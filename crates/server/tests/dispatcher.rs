//! Dispatcher integration tests: worker dispatch, relay, failure
//! recovery, and status arithmetic, driven through the shared message
//! handler with simulated connections.

mod common;

use std::process::Stdio;
use std::time::Duration;

use serde_json::json;
use stave_core::types::Version;
use stave_renderer::slot::CommandFactory;
use stave_renderer::RendererPool;
use stave_server::handler::handle_text;
use tokio::process::Command;

use common::{
    assert_silent, coordinator_without_slots, recv_frame, register_worker_frame, render_frame,
    with_pool,
};

fn shell_slot(script: &'static str) -> CommandFactory {
    Box::new(move || {
        let mut cmd = Command::new("sh");
        cmd.arg("-c")
            .arg(script)
            .stdin(Stdio::piped())
            .stdout(Stdio::piped())
            .stderr(Stdio::null())
            .kill_on_drop(true);
        cmd
    })
}

// ---------------------------------------------------------------------------
// Remote dispatch
// ---------------------------------------------------------------------------

#[tokio::test]
async fn two_renders_fan_out_to_worker_and_replies_relay_in_any_order() {
    let state = coordinator_without_slots();
    let (client, mut client_rx) = state.registry.add().await;
    let (worker, mut worker_rx) = state.registry.add().await;

    handle_text(&state, worker, &register_worker_frame(2)).await;

    handle_text(&state, client, &render_frame("x", "{ c4 }", "svg", None)).await;
    handle_text(&state, client, &render_frame("y", "{ d4 }", "svg", None)).await;

    let first = recv_frame(&mut worker_rx).await;
    let second = recv_frame(&mut worker_rx).await;
    assert_eq!(first["method"], "render");
    assert_eq!(first["id"], "x");
    assert_eq!(first["params"]["src"], "{ c4 }");
    assert_eq!(second["id"], "y");

    // The worker answers in reverse order; each reply is relayed
    // verbatim to the client with its id preserved.
    let reply_y = json!({ "jsonrpc": "2.0", "id": "y", "result": { "files": 2 } }).to_string();
    let reply_x = json!({ "jsonrpc": "2.0", "id": "x", "result": { "files": 1 } }).to_string();
    handle_text(&state, worker, &reply_y).await;
    handle_text(&state, worker, &reply_x).await;

    let got_y = recv_frame(&mut client_rx).await;
    assert_eq!(got_y["id"], "y");
    assert_eq!(got_y["result"]["files"], 2);
    let got_x = recv_frame(&mut client_rx).await;
    assert_eq!(got_x["id"], "x");
    assert_eq!(got_x["result"]["files"], 1);
}

#[tokio::test]
async fn relay_returns_worker_capacity_to_the_pool() {
    let state = coordinator_without_slots();
    let (client, mut client_rx) = state.registry.add().await;
    let (worker, mut worker_rx) = state.registry.add().await;

    handle_text(&state, worker, &register_worker_frame(2)).await;

    // Saturate both capacity entries, queue a third render.
    for id in ["a", "b", "c"] {
        handle_text(&state, client, &render_frame(id, "{ c4 }", "pdf", None)).await;
    }
    assert_eq!(recv_frame(&mut worker_rx).await["id"], "a");
    assert_eq!(recv_frame(&mut worker_rx).await["id"], "b");

    let snapshot = state.dispatcher.snapshot().await;
    assert_eq!(snapshot.backlog, 1);
    assert_eq!(snapshot.free_worker_entries, 0);

    // Answering "a" frees a capacity entry and the queued render moves.
    let reply = json!({ "jsonrpc": "2.0", "id": "a", "result": {} }).to_string();
    handle_text(&state, worker, &reply).await;
    assert_eq!(recv_frame(&mut client_rx).await["id"], "a");
    assert_eq!(recv_frame(&mut worker_rx).await["id"], "c");

    let snapshot = state.dispatcher.snapshot().await;
    assert_eq!(snapshot.backlog, 0);
    assert_eq!(snapshot.busy_worker_entries, 2);
}

#[tokio::test]
async fn worker_death_fails_requests_it_was_holding() {
    let state = coordinator_without_slots();
    let (client, mut client_rx) = state.registry.add().await;
    let (worker, mut worker_rx) = state.registry.add().await;

    handle_text(&state, worker, &register_worker_frame(2)).await;
    handle_text(&state, client, &render_frame("p", "{ c4 }", "svg", None)).await;
    assert_eq!(recv_frame(&mut worker_rx).await["id"], "p");

    // The worker socket drops.
    state.registry.remove(worker).await;
    state.dispatcher.socket_closed(worker).await;

    let error = recv_frame(&mut client_rx).await;
    assert_eq!(error["id"], "p");
    assert_eq!(error["error"]["code"], 2);
    assert_eq!(error["error"]["message"], "Worker died");

    let snapshot = state.dispatcher.snapshot().await;
    assert_eq!(snapshot.free_worker_entries, 0);
    assert_eq!(snapshot.busy_worker_entries, 0);
}

#[tokio::test]
async fn worker_death_reevaluates_waiting_requests() {
    let state = coordinator_without_slots();
    let (client, mut client_rx) = state.registry.add().await;
    let (worker, mut worker_rx) = state.registry.add().await;

    handle_text(&state, worker, &register_worker_frame(2)).await;
    handle_text(&state, client, &render_frame("a", "{ c4 }", "svg", None)).await;
    handle_text(&state, client, &render_frame("b", "{ d4 }", "svg", None)).await;
    // Both capacity entries busy; "c" waits in the queue.
    handle_text(
        &state,
        client,
        &render_frame("c", "{ e4 }", "svg", Some("unstable")),
    )
    .await;
    assert_eq!(recv_frame(&mut worker_rx).await["id"], "a");
    assert_eq!(recv_frame(&mut worker_rx).await["id"], "b");
    assert_eq!(state.dispatcher.snapshot().await.backlog, 1);

    state.registry.remove(worker).await;
    state.dispatcher.socket_closed(worker).await;

    // "a" and "b" fail with the worker; "c" is then unserviceable by
    // anything and is rejected instead of waiting forever.
    let mut errors = Vec::new();
    for _ in 0..3 {
        errors.push(recv_frame(&mut client_rx).await);
    }
    let worker_died = errors
        .iter()
        .filter(|e| e["error"]["message"] == "Worker died")
        .count();
    assert_eq!(worker_died, 2);
    let invalid_version = errors
        .iter()
        .find(|e| e["error"]["message"] == "Invalid version")
        .expect("queued render should be rejected after the worker dies");
    assert_eq!(invalid_version["id"], "c");
    assert_eq!(invalid_version["error"]["code"], 3);
}

#[tokio::test]
async fn duplicate_request_id_is_rejected_at_dispatch() {
    // Two slow slots: the duplicate meets an idle slot while the
    // original is still in flight, which is exactly when the
    // collision check must fire.
    let slow = "while read line; do sleep 0.3; printf '{}\\n'; done";
    let state = with_pool(|events| {
        RendererPool::start_with(
            vec![
                (Version::Stable, shell_slot(slow)),
                (Version::Stable, shell_slot(slow)),
            ],
            Duration::from_secs(5),
            events,
        )
    });
    let (client, mut client_rx) = state.registry.add().await;

    handle_text(&state, client, &render_frame("x", "{ c4 }", "svg", None)).await;
    handle_text(&state, client, &render_frame("x", "{ d4 }", "svg", None)).await;

    let error = recv_frame(&mut client_rx).await;
    assert_eq!(error["id"], "x");
    assert_eq!(error["error"]["code"], 2);
    assert_eq!(error["error"]["message"], "Duplicate request id");

    // The original "x" still completes normally.
    let reply = recv_frame(&mut client_rx).await;
    assert_eq!(reply["id"], "x");
    assert!(reply.get("result").is_some());
}

// ---------------------------------------------------------------------------
// Version handling
// ---------------------------------------------------------------------------

#[tokio::test]
async fn unserviceable_version_is_rejected_immediately() {
    let state = coordinator_without_slots();
    let (client, mut client_rx) = state.registry.add().await;

    handle_text(
        &state,
        client,
        &render_frame("u", "{ c4 }", "svg", Some("unstable")),
    )
    .await;

    let error = recv_frame(&mut client_rx).await;
    assert_eq!(error["id"], "u");
    assert_eq!(error["error"]["code"], 3);
    assert_eq!(error["error"]["message"], "Invalid version");
}

#[tokio::test]
async fn unknown_version_string_is_rejected() {
    let state = coordinator_without_slots();
    let (client, mut client_rx) = state.registry.add().await;

    handle_text(
        &state,
        client,
        &render_frame("v", "{ c4 }", "svg", Some("nightly")),
    )
    .await;

    let error = recv_frame(&mut client_rx).await;
    assert_eq!(error["error"]["code"], 3);
    assert_eq!(error["error"]["message"], "Invalid version");
}

// ---------------------------------------------------------------------------
// Local dispatch
// ---------------------------------------------------------------------------

#[tokio::test]
async fn local_slot_renders_and_result_carries_the_request_id() {
    // `cat` echoes the request line; the dispatcher parses it back as
    // the engraver result object.
    let state = with_pool(|events| {
        RendererPool::start_with(
            vec![(Version::Stable, shell_slot("cat"))],
            Duration::from_secs(5),
            events,
        )
    });
    let (client, mut client_rx) = state.registry.add().await;

    handle_text(&state, client, &render_frame("a", "{ c4 }", "svg", None)).await;

    let reply = recv_frame(&mut client_rx).await;
    assert_eq!(reply["id"], "a");
    assert_eq!(reply["result"]["backend"], "svg");
    let src = reply["result"]["src"].as_str().unwrap();
    assert!(src.starts_with("#(ly:set-option 'backend 'svg)"));
    assert!(src.contains("{ c4 }"));

    let snapshot = state.dispatcher.snapshot().await;
    assert_eq!(snapshot.busy_local_slots, 0);
    assert_eq!(snapshot.backlog, 0);
}

#[tokio::test]
async fn disconnected_origin_gets_no_reply_and_slot_recovers() {
    let state = with_pool(|events| {
        RendererPool::start_with(
            vec![(
                Version::Stable,
                shell_slot("while read line; do sleep 0.3; printf '{}\\n'; done"),
            )],
            Duration::from_secs(5),
            events,
        )
    });
    let (client, mut client_rx) = state.registry.add().await;

    handle_text(&state, client, &render_frame("q", "{ c4 }", "svg", None)).await;

    // Drop the client while the render is in flight.
    state.registry.remove(client).await;
    state.dispatcher.socket_closed(client).await;

    // The child's line is read and dropped; the slot goes back to
    // idle.
    tokio::time::sleep(Duration::from_millis(700)).await;
    let snapshot = state.dispatcher.snapshot().await;
    assert_eq!(snapshot.busy_local_slots, 0);

    // Nothing was ever sent to the dead connection.
    while let Ok(out) = client_rx.try_recv() {
        assert!(
            !matches!(out, stave_server::sockets::Outbound::Text(_)),
            "reply sent to a disconnected client",
        );
    }
}

#[tokio::test]
async fn crashed_child_fails_the_render_and_the_slot_respawns() {
    let state = with_pool(|events| {
        RendererPool::start_with(
            vec![(Version::Stable, shell_slot("read line; exit 1"))],
            Duration::from_secs(5),
            events,
        )
    });
    let (client, mut client_rx) = state.registry.add().await;

    handle_text(&state, client, &render_frame("r", "{ c4 }", "svg", None)).await;

    let error = recv_frame(&mut client_rx).await;
    assert_eq!(error["id"], "r");
    assert_eq!(error["error"]["code"], 2);
    assert!(error["error"]["message"]
        .as_str()
        .unwrap()
        .starts_with("Internal error"));

    // After the respawn pause the slot serves again. `exit 1` children
    // keep dying, so only check it returns to a dispatchable state.
    tokio::time::sleep(Duration::from_millis(1500)).await;
    let snapshot = state.dispatcher.snapshot().await;
    assert_eq!(snapshot.local_slots, 1);
}

// ---------------------------------------------------------------------------
// Status
// ---------------------------------------------------------------------------

#[tokio::test]
async fn status_counts_workers_and_backlog() {
    let state = coordinator_without_slots();
    let (client, mut client_rx) = state.registry.add().await;
    let (worker, mut worker_rx) = state.registry.add().await;

    handle_text(&state, worker, &register_worker_frame(2)).await;
    handle_text(&state, client, &render_frame("x", "{ c4 }", "svg", None)).await;
    assert_eq!(recv_frame(&mut worker_rx).await["id"], "x");

    handle_text(
        &state,
        client,
        &json!({ "jsonrpc": "2.0", "id": "s", "method": "get_status" }).to_string(),
    )
    .await;

    let reply = recv_frame(&mut client_rx).await;
    assert_eq!(reply["id"], "s");
    let status = &reply["result"];
    assert_eq!(status["alive"], true);
    assert_eq!(status["backlog"], 0);
    assert_eq!(status["busy_worker_count"], 1);
    assert_eq!(status["free_worker_count"], 1);
    assert_eq!(status["remote_worker_count"], 2);
    assert_eq!(status["local_worker_count"], 0);
    assert_eq!(status["current_active_users"], 2);
    assert_eq!(status["analytics_renders"], 1);
}

#[tokio::test]
async fn undersized_worker_advertisement_is_ignored() {
    let state = coordinator_without_slots();
    let (client, mut client_rx) = state.registry.add().await;
    let (worker, mut worker_rx) = state.registry.add().await;

    handle_text(&state, worker, &register_worker_frame(1)).await;

    // With the advertisement ignored there is no capacity at all, so a
    // render is rejected as unserviceable.
    handle_text(&state, client, &render_frame("n", "{ c4 }", "svg", None)).await;
    let error = recv_frame(&mut client_rx).await;
    assert_eq!(error["error"]["code"], 3);

    assert_silent(&mut worker_rx).await;
}
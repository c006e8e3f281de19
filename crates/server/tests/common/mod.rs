//! Shared fixtures for the server integration tests.
//!
//! Connections are simulated through the socket registry directly:
//! registering returns the outbound channel a real WebSocket pump
//! would drain, so tests read exactly the frames a peer would see.

// Not every test binary uses every helper, so we suppress dead_code
// warnings at the module level.
#![allow(dead_code)]

use std::sync::Arc;
use std::time::Duration;

use serde_json::{json, Value};
use stave_renderer::{RendererConfig, RendererPool, SlotEvent};
use stave_server::dispatch::Dispatcher;
use stave_server::sockets::{Outbound, SocketRegistry};
use stave_server::state::{AppState, Stats};
use tokio::sync::mpsc;

/// App state with no local slots: everything must go to workers.
pub fn coordinator_without_slots() -> AppState {
    with_pool(|events| {
        RendererPool::start(
            &RendererConfig {
                stable_tag: "engraver:stable".into(),
                unstable_tag: None,
                jobs: 0,
                render_timeout: Duration::from_secs(5),
            },
            events,
        )
    })
}

/// App state whose renderer pool is built by `build`, with the slot
/// event pump running.
pub fn with_pool<F>(build: F) -> AppState
where
    F: FnOnce(mpsc::UnboundedSender<SlotEvent>) -> RendererPool,
{
    let registry = Arc::new(SocketRegistry::new());
    let (events_tx, mut events_rx) = mpsc::unbounded_channel();
    let pool = build(events_tx);
    let dispatcher = Arc::new(Dispatcher::new(Arc::clone(&registry), pool));

    let pump = Arc::clone(&dispatcher);
    tokio::spawn(async move {
        while let Some(event) = events_rx.recv().await {
            pump.on_slot_event(event).await;
        }
    });

    AppState {
        registry,
        dispatcher,
        identity: None,
        stats: Arc::new(Stats::new()),
    }
}

/// Next text frame on a simulated connection, parsed as JSON. Pings
/// are skipped.
pub async fn recv_frame(rx: &mut mpsc::UnboundedReceiver<Outbound>) -> Value {
    loop {
        let out = tokio::time::timeout(Duration::from_secs(5), rx.recv())
            .await
            .expect("timed out waiting for a frame")
            .expect("connection channel closed");
        match out {
            Outbound::Text(text) => {
                return serde_json::from_str(&text).expect("outbound frame is JSON")
            }
            Outbound::Ping => continue,
            Outbound::Close(code) => panic!("unexpected close frame: {code:?}"),
        }
    }
}

/// Assert no text frame arrives within a short grace period.
pub async fn assert_silent(rx: &mut mpsc::UnboundedReceiver<Outbound>) {
    tokio::time::sleep(Duration::from_millis(100)).await;
    match rx.try_recv() {
        Ok(Outbound::Text(text)) => panic!("unexpected frame: {text}"),
        _ => {}
    }
}

pub fn render_frame(id: &str, src: &str, backend: &str, version: Option<&str>) -> String {
    let mut params = json!({ "src": src, "backend": backend });
    if let Some(v) = version {
        params["version"] = json!(v);
    }
    json!({ "jsonrpc": "2.0", "id": id, "method": "render", "params": params }).to_string()
}

pub fn register_worker_frame(max_jobs: i64) -> String {
    json!({
        "jsonrpc": "2.0",
        "id": null,
        "method": "i_haz_computes",
        "params": { "max_jobs": max_jobs },
    })
    .to_string()
}
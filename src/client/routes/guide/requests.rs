use dioxus::document::Title;
use dioxus::prelude::*;

use crate::{
    client::{
        components::{Page, TripCard},
        store::{
            notice::use_notices,
            session::{use_api, use_identity},
        },
    },
    model::{notice::Notice, trip::TripStatus},
    requests::TripRequests,
};

#[component]
pub fn TourRequests() -> Element {
    let api = use_api();
    let identity = use_identity();
    let mut notices = use_notices();
    let mut requests = use_signal(TripRequests::default);

    // The guide's id is the account's user id
    let tour_guide_id = identity.read().user_id();

    let load_api = api.clone();
    use_hook(move || {
        spawn(async move {
            let Some(tour_guide_id) = tour_guide_id else {
                notices
                    .write()
                    .push(Notice::error("Please sign in to see tour requests."));
                return;
            };

            let load = TripRequests::fetch(&load_api, tour_guide_id).await;
            let failed = requests.write().apply(load);
            notices.write().extend(failed);
        })
    });

    let decide = use_callback(move |(trip_id, status): (i64, TripStatus)| {
        let api = api.clone();

        let started = requests.write().begin_decision(trip_id, &status);
        let Some(trip_id) = started else {
            return;
        };

        spawn(async move {
            let result = api.update_trip_status(trip_id, status.clone()).await;
            let notice = requests.write().apply_decision(trip_id, &status, result);
            notices.write().push(notice);
        });
    });

    let current = requests.read().clone();

    rsx!(
        Title { "Tour Requests | The Pearl" }
        Page { title: "Tour Requests",
            if current.has_active_trip {
                div { class: "alert alert-info mb-4",
                    "You are leading a trip right now. New requests can be accepted once it is over."
                }
            }
            if current.loading {
                span { class: "loading loading-spinner" }
            } else if current.pending.is_empty() {
                p { class: "text-gray-500", "No pending tour requests." }
            } else {
                div { class: "flex flex-wrap gap-4",
                    for trip in current.pending.iter().cloned() {
                        TripCard { key: "{trip.id}", trip: trip.clone(),
                            button {
                                class: "btn btn-outline btn-error btn-sm",
                                disabled: current.deciding.is_some(),
                                onclick: move |_| decide.call((trip.id, TripStatus::Rejected)),
                                "Reject"
                            }
                            button {
                                class: "btn btn-primary btn-sm",
                                disabled: !current.can_accept(),
                                onclick: move |_| decide.call((trip.id, TripStatus::Accepted)),
                                if current.deciding == Some(trip.id) { "Sending..." } else { "Accept" }
                            }
                        }
                    }
                }
            }
        }
    )
}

__HOW TO COMPLETE THIS TASK__:
Note each line above that holds "TripCard", then copy all of them.

__EXPECTED ANSWER__:
        components::{Page, TripCard},
                        TripCard { key: "{trip.id}", trip: trip.clone(),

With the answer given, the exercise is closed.